She wasn’t sure if what she was feeling was gratitude or if it stung.
Both, probably.
She turned back to the stars.
Sirius saved them.
Too bright to miss even at distance, its white-dwarf companion creating a paired signature she recognized the instant she locked onto it. 8.6 light-years from Sol. She could start narrowing.
Her core pulsed, and she rotated until she found Procyon, 11.5 light-years from Sol, displaced below the ecliptic plane. Wise had spiraled them downward during transit, a disorientation tactic she would have caught if Gonggong’s counting hadn’t been scrambled. She could work with that.
She searched for Alpha Centauri and didn’t find it right away.
Her core went cold. She didn’t let it reach her face.
At this distance, the 4.37 light-years between Alpha Centauri and Sol would collapse to nearly nothing in her visual field. The two systems would look like one point, maybe two if she squinted, and she needed someone who’d seen Sol from closer in to help her separate them. She’d spent her existence watching the Sun from nine hundred AU. She knew what it looked like as a distant yellow speck that kept her company without keeping her warm. What she needed right now was someone who’d seen it from forty.
“Pluto.”
She caught herself on the name. She’d never asked any of them for anything. (Quaoar called this “Sedna’s law.” She hadn’t found that funny.)
But she needed him.
Pluto drifted over without hesitation.
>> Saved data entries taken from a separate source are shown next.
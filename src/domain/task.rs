use crate::domain::board::ColumnId;
use chrono::{DateTime, Utc};
use serde::{Deserialize, Serialize};
use std::{fmt, str::FromStr};

use super::uuid_id;

uuid_id!(
    /// Unique identifier for a task
    TaskId
);

/// Kind of work item
#[derive(Debug, Clone, Copy, PartialEq, Eq, Default, Serialize, Deserialize)]
#[serde(rename_all = "lowercase")]
pub enum TaskType {
    #[default]
    Task,
    Subtask,
    Meeting,
}

impl FromStr for TaskType {
    type Err = String;

    fn from_str(s: &str) -> Result<Self, Self::Err> {
        match s.to_lowercase().as_str() {
            "task" => Ok(Self::Task),
            "subtask" => Ok(Self::Subtask),
            "meeting" => Ok(Self::Meeting),
            _ => Err(format!(
                "Invalid task type '{}'. Valid types: task, subtask, meeting",
                s
            )),
        }
    }
}

impl fmt::Display for TaskType {
    fn fmt(&self, f: &mut fmt::Formatter<'_>) -> fmt::Result {
        match self {
            Self::Task => write!(f, "task"),
            Self::Subtask => write!(f, "subtask"),
            Self::Meeting => write!(f, "meeting"),
        }
    }
}

/// Task urgency
#[derive(Debug, Clone, Copy, PartialEq, Eq, PartialOrd, Ord, Serialize, Deserialize)]
#[serde(rename_all = "lowercase")]
pub enum TaskPriority {
    Low,
    Medium,
    High,
    Urgent,
}

impl FromStr for TaskPriority {
    type Err = String;

    fn from_str(s: &str) -> Result<Self, Self::Err> {
        match s.to_lowercase().as_str() {
            "low" => Ok(Self::Low),
            "medium" => Ok(Self::Medium),
            "high" => Ok(Self::High),
            "urgent" => Ok(Self::Urgent),
            _ => Err(format!(
                "Invalid priority '{}'. Valid priorities: low, medium, high, urgent",
                s
            )),
        }
    }
}

impl fmt::Display for TaskPriority {
    fn fmt(&self, f: &mut fmt::Formatter<'_>) -> fmt::Result {
        match self {
            Self::Low => write!(f, "low"),
            Self::Medium => write!(f, "medium"),
            Self::High => write!(f, "high"),
            Self::Urgent => write!(f, "urgent"),
        }
    }
}

/// Human-readable identifier allocated once per task (e.g., ABC-001)
#[derive(Debug, Clone, PartialEq, Eq, Hash, Serialize, Deserialize)]
pub struct TaskIdentifier {
    pub slug: String,
    pub task_number: u32,
}

impl TaskIdentifier {
    /// Composes `<PROJECT>-<number>` with the number zero-padded to three digits
    pub fn compose(project_slug: &str, task_number: u32) -> Self {
        Self {
            slug: format!("{}-{:03}", project_slug, task_number),
            task_number,
        }
    }
}

impl fmt::Display for TaskIdentifier {
    fn fmt(&self, f: &mut fmt::Formatter<'_>) -> fmt::Result {
        write!(f, "{}", self.slug)
    }
}

/// A task living in exactly one column
#[derive(Debug, Clone, Serialize, Deserialize)]
pub struct Task {
    pub id: TaskId,
    pub column_id: ColumnId,
    /// Assigned at creation and never changed, even across moves
    pub slug: String,
    pub task_number: u32,
    /// Rank within the current column
    pub position: i32,
    pub title: String,
    pub description: Option<String>,
    #[serde(default, skip_serializing_if = "Option::is_none")]
    pub parent_id: Option<TaskId>,
    pub task_type: TaskType,
    #[serde(default, skip_serializing_if = "Option::is_none")]
    pub priority: Option<TaskPriority>,
    pub created_at: DateTime<Utc>,
    pub updated_at: DateTime<Utc>,
}

impl Task {
    pub fn from_new(new_task: NewTask) -> Self {
        let now = Utc::now();
        Self {
            id: TaskId::new(),
            column_id: new_task.column_id,
            slug: new_task.identifier.slug,
            task_number: new_task.identifier.task_number,
            position: new_task.position,
            title: new_task.title,
            description: new_task.description,
            parent_id: new_task.parent_id,
            task_type: new_task.task_type,
            priority: new_task.priority,
            created_at: now,
            updated_at: now,
        }
    }

    /// Relocates the task; slug and number are untouched
    pub fn relocate(&mut self, column_id: ColumnId, position: i32) {
        self.column_id = column_id;
        self.position = position;
        self.updated_at = Utc::now();
    }
}

/// Caller-supplied fields for creating a task in a known column
#[derive(Debug, Clone, Deserialize)]
pub struct TaskCreate {
    pub title: String,
    pub column_id: ColumnId,
    pub description: Option<String>,
    pub parent_id: Option<TaskId>,
    #[serde(default)]
    pub task_type: TaskType,
    pub priority: Option<TaskPriority>,
}

impl TaskCreate {
    pub fn new(column_id: ColumnId, title: impl Into<String>) -> Self {
        Self {
            title: title.into(),
            column_id,
            description: None,
            parent_id: None,
            task_type: TaskType::Task,
            priority: None,
        }
    }

    pub fn with_description(mut self, description: impl Into<String>) -> Self {
        self.description = Some(description.into());
        self
    }

    pub fn with_priority(mut self, priority: TaskPriority) -> Self {
        self.priority = Some(priority);
        self
    }
}

/// Caller-supplied fields for creating a task in the default project
#[derive(Debug, Clone, Deserialize)]
pub struct QuickTaskCreate {
    pub title: String,
    pub description: Option<String>,
    pub parent_id: Option<TaskId>,
    #[serde(default)]
    pub task_type: TaskType,
    pub priority: Option<TaskPriority>,
}

impl QuickTaskCreate {
    pub fn new(title: impl Into<String>) -> Self {
        Self {
            title: title.into(),
            description: None,
            parent_id: None,
            task_type: TaskType::Task,
            priority: None,
        }
    }

    pub fn into_task_create(self, column_id: ColumnId) -> TaskCreate {
        TaskCreate {
            title: self.title,
            column_id,
            description: self.description,
            parent_id: self.parent_id,
            task_type: self.task_type,
            priority: self.priority,
        }
    }
}

/// Fully resolved task row handed to storage
#[derive(Debug, Clone)]
pub struct NewTask {
    pub column_id: ColumnId,
    pub identifier: TaskIdentifier,
    pub position: i32,
    pub title: String,
    pub description: Option<String>,
    pub parent_id: Option<TaskId>,
    pub task_type: TaskType,
    pub priority: Option<TaskPriority>,
}

impl NewTask {
    pub fn new(input: TaskCreate, identifier: TaskIdentifier, position: i32) -> Self {
        Self {
            column_id: input.column_id,
            identifier,
            position,
            title: input.title,
            description: input.description,
            parent_id: input.parent_id,
            task_type: input.task_type,
            priority: input.priority,
        }
    }
}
Charon followed at the precise lag their lock demanded, and the brightness on her face when someone asked her for something, any something, was so immediate that Sedna blinked.
“Hey!” Charon’s brown eyes went wide and warm. “What do you need?”
Sedna pointed at the field. “Stars. I’ve found Sirius and Procyon and I need Alpha Centauri. I know what Sol looks like from the far edge and you know what it looks like from the Belt. Help me.”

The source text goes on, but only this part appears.